The toxic legacy of Turner and Newall’s asbestos denialism
In “Don’t Get Fooled Again” I highlight the ongoing efforts by the asbestos industry to deny the harm done by its products. The Daily Mirror has just published an in-depth article on the history of one such company’s efforts, and its continuing legacy.
From The Mirror
It was one of the UK’s 100 biggest firms with 60 per cent of the asbestos market.
Annual profits rose from £2million at the start of the 50s to nearly £10million in the 60s.
But a confidential letter to T&N’s directors from solicitors James Chapman & Co, in 1964, revealed their deepest fears. It said: “We have over the years been able to talk our way out of claims or compromise for comparatively small amounts, but we have always recognised that at some stage solicitors of experience would, with the advance in medical knowledge and the development of the law, recognise there is no real defence to these claims and take us to trial.”
The first confirmed T&N mesothelioma death – Frank Brooks – happened that same year. But his widow was never told and was left to discover the truth 18 years later.
A report in 1965 revealed a spate of mesothelioma cases among residents living near the Cape factory in Barking, East London.
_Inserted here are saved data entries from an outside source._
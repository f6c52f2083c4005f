//! Command-line interface definition and progress display.

use crate::constants::{APP_DESCRIPTION, APP_NAME, PROGRESS_POLL_INTERVAL_MS};
use crate::errors::{AppError, AppResult, BackupError};
use crate::logging::LogFormat;
use crate::ops::ArchiveFormat;
use crate::task::Task;
use clap::{Parser, Subcommand};
use std::io::{self, Write};
use std::path::PathBuf;
use std::sync::Arc;
use std::thread::{self, JoinHandle};
use std::time::Duration;
use tracing::info;

/// Back up, restore and export hierarchical notebooks
#[derive(Parser, Debug)]
#[command(name = APP_NAME, about = APP_DESCRIPTION)]
#[command(author, version, long_about = None)]
pub struct CliArgs {
    /// Print verbose output
    #[arg(short = 'v', long, global = true)]
    pub verbose: bool,

    /// Log line format: text or json
    #[arg(long, global = true, default_value = "text")]
    pub log_format: LogFormat,

    /// Do not draw a progress line
    #[arg(short = 'q', long, global = true)]
    pub quiet: bool,

    #[command(subcommand)]
    pub command: Command,
}

#[derive(Subcommand, Debug, PartialEq, Eq)]
pub enum Command {
    /// Archive a notebook into a single compressed file
    Archive {
        /// Notebook directory to archive
        notebook: PathBuf,

        /// Archive to create (defaults to <name>-YYYY-MM-DD in the archive directory)
        output: Option<PathBuf>,

        /// Archive format: tar.gz or zip (defaults to NBARCHIVE_FORMAT)
        #[arg(short = 'f', long)]
        format: Option<ArchiveFormat>,
    },

    /// Restore a notebook from an archive
    Restore {
        /// Archive to restore
        archive: PathBuf,

        /// Path of the new notebook, or the base directory with --into
        destination: PathBuf,

        /// Extract into an existing base directory instead of creating a new notebook path
        #[arg(long)]
        into: bool,
    },

    /// Export a notebook as a browsable HTML tree
    Export {
        /// Notebook directory to export
        notebook: PathBuf,

        /// Directory to create for the export
        destination: PathBuf,
    },
}

impl CliArgs {
    /// Parse command-line arguments
    pub fn parse() -> Self {
        <CliArgs as Parser>::parse()
    }
}

/// Aborts `task` when the process receives Ctrl-C or a termination signal.
///
/// The worker then stops at its next abort check and cleans up after itself,
/// and `wait_with_progress` returns `BackupError::Canceled`.
///
/// # Errors
///
/// Returns `AppError::Signal` if a handler is already installed or the signal
/// cannot be hooked.
pub fn cancel_on_interrupt(task: Arc<Task>) -> AppResult<()> {
    ctrlc::set_handler(move || {
        info!("Interrupt received, canceling");
        task.abort();
    })
    .map_err(|e| AppError::Signal(e.to_string()))
}

/// Waits for a worker while drawing its task's progress on stderr.
///
/// The task is polled every 100 ms until the worker thread exits; nothing is
/// drawn when `quiet` is set.
pub fn wait_with_progress<T>(
    task: &Task,
    handle: JoinHandle<Result<T, BackupError>>,
    quiet: bool,
) -> Result<T, BackupError> {
    let interval = Duration::from_millis(PROGRESS_POLL_INTERVAL_MS);
    let mut stderr = io::stderr();

    while !handle.is_finished() {
        if !quiet {
            let _ = write!(stderr, "\r\x1b[2K{}", progress_line(task));
            let _ = stderr.flush();
        }
        thread::sleep(interval);
    }
    if !quiet {
        let _ = writeln!(stderr, "\r\x1b[2K{}", progress_line(task));
    }

    handle.join().unwrap_or_else(|_| {
        Err(BackupError::io(
            PathBuf::new(),
            io::Error::new(io::ErrorKind::Other, "worker thread panicked"),
        ))
    })
}

/// One-line rendering of a task's progress.
///
/// # Examples
///
/// ```
/// use notebook_archiver::cli::progress_line;
/// use notebook_archiver::task::{Task, TaskMessage};
///
/// let task = Task::new();
/// task.set_message(TaskMessage::Text("Archiving 4 files...".to_string()));
/// task.set_percent(0.5);
/// assert_eq!(progress_line(&task), " 50% Archiving 4 files...");
/// ```
pub fn progress_line(task: &Task) -> String {
    let percent = (task.percent() * 100.0).round() as u32;
    let detail = task.detail();
    if detail.is_empty() {
        format!("{:>3}% {}", percent, task.text())
    } else {
        format!("{:>3}% {} {}", percent, task.text(), detail)
    }
}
It closed three years later.
But rather than admit defeat, T&N was determined to fight back.
The board met in 1967 to grapple with “damaging and alarmist statements about the dangers of using asbestos products”.
Hill and Knowlton, a PR firm that had spent the previous 14 years helping the US tobacco industry deny links between cigarettes and cancer, was brought in.
The board’s minutes noted: “Their job will be to combat and, if possible, to forestall adverse publicity.”
Asbestos regulations were tightened again in 1968 but on T&N’s factory floor standards remained slack. Pictures of workers in 1970 showed them wearing no head gear or masks.
Asbestos shipments continued. Imports hit a peak in the early 70s of 190,000 tonnes a year. Meanwhile T&N paid paltry sums to keep the families of dead workers on side.
But in 1982, T&N’s asbestos rollercoaster came off the tracks. The company made a £30million loss, with the costs of compensation payouts topping £6million.
The agonising fight of 47-year-old mum Alice Jefferson against mesothelioma was screened on TV in Alice: A Fight for Life.
Within a week the government announced tighter regulations on asbestos dust. Three years later the two most dangerous types of asbestos were banned outright.
T&N’s compensation payouts rose to tens of millions of pounds a year and then to hundreds of millions. In 1997 it was sold off to a US company, which four years later moved to protect itself against bankruptcy.
More than £90million has since been found to pay sick and dying T&N employees and their families for the next 40 years.
But there is no money for the workers who were exposed before 1965.
Today the site of the heavily-contaminated Rochdale site is derelict, although the new owners plan to build 600 homes there.
Researcher Jason Addy, whose grandfather died after handling T&N’s asbestos, says he wants the site to “rest in peace – like far too many people who worked there”.